The door opened, and a family came in fresh from church, the mother and daughter dressed alike in navy with white Peter Pan collars. Light streamed in the door, hazy, warped, blurred with drizzles of yellow. The little girl sneezed, and her mother said, “Come here, let's wipe your nose.”

I looked again at the honey jars, at the amber lights swimming inside them, and made myself breathe slowly.

I realized it for the first time in my life: there is nothing but mystery in the world, how it hides behind the fabric of our poor, browbeat days, shining brightly, and we don't even know it.

I thought about the bees that had come to my room at night, how they'd been part of it all. And the voice I'd heard the day before, saying,
Lily Melissa Owens, your jar is open,
speaking as plain and clear as the woman in navy speaking to her daughter.

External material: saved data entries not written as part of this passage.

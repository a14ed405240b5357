//! Link cache trait and error types.

use async_trait::async_trait;
use serde::{Deserialize, Serialize};
use thiserror::Error;

/// Errors that can occur during cache operations.
#[derive(Debug, Error)]
pub enum CacheError {
    #[error("cache connection error: {0}")]
    Connection(String),
    #[error("cache operation error: {0}")]
    Operation(String),
}

/// Result type for cache operations.
pub type CacheResult<T> = Result<T, CacheError>;

/// Cached resolution of a short code.
///
/// Exactly the pair the redirect path needs: the link id for click
/// recording and the destination URL.
#[derive(Debug, Clone, PartialEq, Eq, Serialize, Deserialize)]
pub struct CachedLink {
    pub id: i64,
    pub original_url: String,
}

/// Trait for caching short code resolutions.
///
/// Implementations must be safe under concurrent access from simultaneous
/// redirect requests and must fail open: a backend error on `get` is a
/// miss, an error on `set` is swallowed after logging, and neither ever
/// disrupts the redirect. Two racing misses may both write the same key;
/// last write wins with equivalent data, which is benign.
///
/// Entries expire after a fixed TTL; no invalidation happens when a link
/// is edited (staleness bounded by the TTL is an accepted trade-off).
///
/// # Implementations
///
/// - [`crate::infrastructure::cache::RedisCache`] - shared Redis tier
/// - [`crate::infrastructure::cache::MemoryCache`] - process-local moka cache
/// - [`crate::infrastructure::cache::NullCache`] - caching disabled
#[cfg_attr(test, mockall::automock)]
#[async_trait]
pub trait LinkCache: Send + Sync {
    /// Returns the cached entry if present and not expired.
    ///
    /// # Returns
    ///
    /// - `Ok(Some(entry))` on cache hit
    /// - `Ok(None)` on miss or expired entry
    ///
    /// # Errors
    ///
    /// Backend failures may be surfaced as [`CacheError`]; callers treat
    /// them as misses and fall back to the durable store.
    async fn get(&self, short_code: &str) -> CacheResult<Option<CachedLink>>;

    /// Stores an entry, replacing any prior value for the code.
    ///
    /// `ttl_seconds = None` applies the implementation's default TTL.
    ///
    /// # Errors
    ///
    /// Implementations log backend errors and return `Ok(())` so cache
    /// population never fails the request that triggered it.
    async fn set(
        &self,
        short_code: &str,
        entry: &CachedLink,
        ttl_seconds: Option<u64>,
    ) -> CacheResult<()>;

    /// Removes a cached entry.
    ///
    /// Not called on the redirect path; exists for management surfaces.
    ///
    /// # Errors
    ///
    /// Should not propagate errors to callers.
    async fn invalidate(&self, short_code: &str) -> CacheResult<()>;

    /// Checks if the cache backend is healthy.
    async fn health_check(&self) -> bool;
}
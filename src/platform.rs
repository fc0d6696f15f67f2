// The three remote operations the workflows need from the video platform.
// `api::ApiClient` is the real implementation; tests use an in-memory fake.

use crate::error::ApiResult;
use crate::model::{CommentThread, UploadProgress, VideoId, VideoMetadata};
use std::path::Path;

/// Result of sending one chunk of a resumable upload.
#[derive(Debug, Clone, PartialEq)]
pub enum ChunkStatus {
    /// The service acknowledged the chunk and expects more.
    InProgress(UploadProgress),
    /// The service finished processing the upload and created the video.
    Complete(VideoId),
}

/// An open resumable upload. Each call sends the next chunk.
pub trait UploadSession {
    fn next_chunk(&mut self) -> ApiResult<ChunkStatus>;
}

/// One page of a comment-thread listing.
#[derive(Debug, Clone, Default)]
pub struct CommentThreadPage {
    pub items: Vec<CommentThread>,
    pub next_page_token: Option<String>,
}

pub trait VideoPlatform {
    /// Opens a resumable create-video request for `file`.
    fn insert_video<'a>(
        &'a self,
        metadata: &VideoMetadata,
        file: &Path,
    ) -> ApiResult<Box<dyn UploadSession + 'a>>;

    /// Lists one page of plain-text comment threads for `video_id`.
    fn list_comment_threads(
        &self,
        video_id: &str,
        page_token: Option<&str>,
    ) -> ApiResult<CommentThreadPage>;

    /// Deletes a comment by its comment id.
    fn delete_comment(&self, comment_id: &str) -> ApiResult<()>;
}

impl<T: VideoPlatform + ?Sized> VideoPlatform for &T {
    fn insert_video<'a>(
        &'a self,
        metadata: &VideoMetadata,
        file: &Path,
    ) -> ApiResult<Box<dyn UploadSession + 'a>> {
        (**self).insert_video(metadata, file)
    }

    fn list_comment_threads(
        &self,
        video_id: &str,
        page_token: Option<&str>,
    ) -> ApiResult<CommentThreadPage> {
        (**self).list_comment_threads(video_id, page_token)
    }

    fn delete_comment(&self, comment_id: &str) -> ApiResult<()> {
        (**self).delete_comment(comment_id)
    }
}
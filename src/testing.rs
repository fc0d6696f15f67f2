// In-memory platform used by the workflow tests. Records every call so tests
// can assert on what would have reached the network.

use crate::error::{ApiError, ApiResult};
use crate::model::{CommentThread, VideoMetadata};
use crate::platform::{ChunkStatus, CommentThreadPage, UploadSession, VideoPlatform};
use std::cell::{Cell, RefCell};
use std::collections::{HashSet, VecDeque};
use std::path::{Path, PathBuf};

#[derive(Default)]
pub struct FakePlatform {
    chunks: RefCell<VecDeque<ApiResult<ChunkStatus>>>,
    pages: Vec<Vec<CommentThread>>,
    failing_pages: HashSet<usize>,
    failing_deletes: HashSet<String>,
    pub inserted: RefCell<Vec<(VideoMetadata, PathBuf)>>,
    pub chunks_sent: Cell<usize>,
    pub list_calls: RefCell<Vec<(String, Option<String>)>>,
    pub deleted: RefCell<Vec<String>>,
}

pub fn thread(id: &str, text: &str) -> CommentThread {
    CommentThread {
        id: format!("thread-{id}"),
        top_level_comment_id: format!("comment-{id}"),
        display_text: text.to_string(),
    }
}

impl FakePlatform {
    pub fn new() -> Self {
        Self::default()
    }

    pub fn with_upload_chunks(mut self, chunks: Vec<ApiResult<ChunkStatus>>) -> Self {
        self.chunks = RefCell::new(chunks.into());
        self
    }

    pub fn with_pages(mut self, pages: Vec<Vec<CommentThread>>) -> Self {
        self.pages = pages;
        self
    }

    pub fn failing_page(mut self, index: usize) -> Self {
        self.failing_pages.insert(index);
        self
    }

    pub fn failing_delete(mut self, comment_id: &str) -> Self {
        self.failing_deletes.insert(comment_id.to_string());
        self
    }

    pub fn list_call_count(&self) -> usize {
        self.list_calls.borrow().len()
    }

    pub fn deleted_ids(&self) -> Vec<String> {
        self.deleted.borrow().clone()
    }
}

struct FakeSession<'a> {
    platform: &'a FakePlatform,
}

impl UploadSession for FakeSession<'_> {
    fn next_chunk(&mut self) -> ApiResult<ChunkStatus> {
        self.platform.chunks_sent.set(self.platform.chunks_sent.get() + 1);
        self.platform
            .chunks
            .borrow_mut()
            .pop_front()
            .unwrap_or_else(|| Err(ApiError::Protocol("no more scripted chunks".into())))
    }
}

impl VideoPlatform for FakePlatform {
    fn insert_video<'a>(
        &'a self,
        metadata: &VideoMetadata,
        file: &Path,
    ) -> ApiResult<Box<dyn UploadSession + 'a>> {
        self.inserted
            .borrow_mut()
            .push((metadata.clone(), file.to_path_buf()));
        Ok(Box::new(FakeSession { platform: self }))
    }

    fn list_comment_threads(
        &self,
        video_id: &str,
        page_token: Option<&str>,
    ) -> ApiResult<CommentThreadPage> {
        self.list_calls
            .borrow_mut()
            .push((video_id.to_string(), page_token.map(str::to_string)));

        let index = match page_token {
            None => 0,
            Some(token) => token
                .strip_prefix("page-")
                .and_then(|n| n.parse::<usize>().ok())
                .ok_or_else(|| ApiError::Protocol(format!("unknown page token {token}")))?,
        };
        if self.failing_pages.contains(&index) {
            return Err(ApiError::Status {
                status: 500,
                message: format!("page {index} failed"),
            });
        }
        let items = self.pages.get(index).cloned().unwrap_or_default();
        let next_page_token = (index + 1 < self.pages.len()).then(|| format!("page-{}", index + 1));
        Ok(CommentThreadPage {
            items,
            next_page_token,
        })
    }

    fn delete_comment(&self, comment_id: &str) -> ApiResult<()> {
        if self.failing_deletes.contains(comment_id) {
            return Err(ApiError::Status {
                status: 403,
                message: "insufficient permissions".into(),
            });
        }
        self.deleted.borrow_mut().push(comment_id.to_string());
        Ok(())
    }
}
// Configuration: credentials and endpoints come from environment variables,
// optionally seeded from an env file.

use anyhow::{anyhow, bail, Context, Result};
use std::path::{Path, PathBuf};

pub const DEFAULT_API_BASE_URL: &str = "https://www.googleapis.com/youtube/v3";
pub const DEFAULT_UPLOAD_BASE_URL: &str = "https://www.googleapis.com/upload/youtube/v3";
pub const DEFAULT_CHUNK_SIZE: u64 = 100 * 1024 * 1024;
/// Resumable upload chunks must be a multiple of this many bytes.
pub const CHUNK_GRANULARITY: u64 = 256 * 1024;

const ENV_FILE_NAME: &str = ".env";
const APP_DIR_NAME: &str = "tubeman";

/// Credentials and endpoints for the video platform.
#[derive(Debug, Clone, PartialEq)]
pub struct Config {
    pub access_token: Option<String>,
    pub api_key: Option<String>,
    pub api_base_url: String,
    pub upload_base_url: String,
    pub chunk_size: u64,
}

impl Config {
    /// Reads the configuration from process environment variables.
    pub fn from_env() -> Result<Self> {
        Self::from_lookup(|key| std::env::var(key).ok())
    }

    /// Builds the configuration from any key lookup. Empty values count as
    /// unset.
    pub fn from_lookup<F>(lookup: F) -> Result<Self>
    where
        F: Fn(&str) -> Option<String>,
    {
        let get = |key: &str| {
            lookup(key)
                .map(|value| value.trim().to_string())
                .filter(|value| !value.is_empty())
        };

        let access_token = get("YOUTUBE_ACCESS_TOKEN");
        let api_key = get("YOUTUBE_API_KEY");
        if access_token.is_none() && api_key.is_none() {
            bail!("Set YOUTUBE_ACCESS_TOKEN or YOUTUBE_API_KEY to talk to the API");
        }

        let chunk_size = match get("YOUTUBE_UPLOAD_CHUNK_SIZE") {
            Some(raw) => {
                let size: u64 = raw
                    .parse()
                    .with_context(|| format!("Parsing YOUTUBE_UPLOAD_CHUNK_SIZE={raw}"))?;
                validate_chunk_size(size)?
            }
            None => DEFAULT_CHUNK_SIZE,
        };

        Ok(Config {
            access_token,
            api_key,
            api_base_url: get("YOUTUBE_API_BASE_URL")
                .unwrap_or_else(|| DEFAULT_API_BASE_URL.to_string()),
            upload_base_url: get("YOUTUBE_UPLOAD_BASE_URL")
                .unwrap_or_else(|| DEFAULT_UPLOAD_BASE_URL.to_string()),
            chunk_size,
        })
    }
}

fn validate_chunk_size(size: u64) -> Result<u64> {
    if size == 0 || size % CHUNK_GRANULARITY != 0 {
        bail!(
            "YOUTUBE_UPLOAD_CHUNK_SIZE must be a positive multiple of {} bytes, got {}",
            CHUNK_GRANULARITY,
            size
        );
    }
    Ok(size)
}

/// Picks the env file to load: an explicit path always wins, then `.env` in
/// `cwd`, then `tubeman/env` under the user config directory.
pub fn env_file_candidate(
    explicit: Option<&Path>,
    cwd: &Path,
    config_dir: Option<&Path>,
) -> Option<PathBuf> {
    if let Some(path) = explicit {
        return Some(path.to_path_buf());
    }
    let local = cwd.join(ENV_FILE_NAME);
    if local.is_file() {
        return Some(local);
    }
    config_dir
        .map(|dir| dir.join(APP_DIR_NAME).join("env"))
        .filter(|path| path.is_file())
}

/// Loads the env file into the process environment without overriding
/// variables that are already set. Returns the file that was loaded.
pub fn load_env_file(explicit: Option<&Path>) -> Result<Option<PathBuf>> {
    let cwd = std::env::current_dir().context("Reading current directory")?;
    let config_dir = dirs::config_dir();
    let Some(path) = env_file_candidate(explicit, &cwd, config_dir.as_deref()) else {
        return Ok(None);
    };
    dotenvy::from_path(&path)
        .map_err(|err| anyhow!("Loading {}: {}", path.display(), err))?;
    Ok(Some(path))
}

“Here's your Coca-Colas,” the bow-tied man was saying.

I pointed to the honey jars. “Where did you get those?”

He thought the tone of shock in my voice was really consternation. “I know what you mean. A lot of folks won't buy it 'cause it's got the Virgin Mary pictured as a colored woman, but see, that's because the woman who makes the honey is colored herself.”

“What's her name?”

“August Boatwright,” he said. “She keeps bees all over the county.”

Keep breathing, keep breathing. “Do you know where she lives?”

“Oh, sure, it's the darndest house you ever saw. Painted like Pepto-Bismol. Your grandmother surely's seen it—you go through town on Main Street till it turns into the highway to Florence.”

I walked to the door. “Thanks.”

“You tell your grandma hello for me,” he said.

Rosaleen's snores were making the bench slats tremble. I gave her a shake. “Wake up. Here's your snuff, but put it in your pocket, 'cause I didn't exactly pay for it.”

“You stole it?” she said.

“I had to, 'cause they don't sell items from the store on Sunday.”

“Your life has gone straight to hell,” she said.

I spread our lunch out like a picnic on the bench but couldn't eat a bite of it till I told her about the black Mary on the honey jar and the beekeeper named August Boatwright.

“Don't you think my mother must've known her?” I said. “It couldn't be just a coincidence.”

She didn't answer, so I said louder, “Rosaleen? Don't you think so?”

“I don't know what I think,” she said. “I don't want you getting your hopes up too much, is all.” She reached over and touched my cheek. “Oh, Lily, what have we gone and done?”

 

Tiburon was a place like Sylvan, minus the peaches. In front of the domed courthouse someone had stuck a Confederate flag in the mouth of their public cannon. South Carolina was Dixie first, America second. You could not get the pride of Fort Sumter out of us if you tried.

Strolling down Main Street, we moved through long blue shadows cast from the two-story buildings that ran the length of the street. At a drugstore, I peered through the plate glass at a soda fountain with chrome trim, where they sold cherry Cokes and banana splits, thinking that soon it would not be just for white people anymore.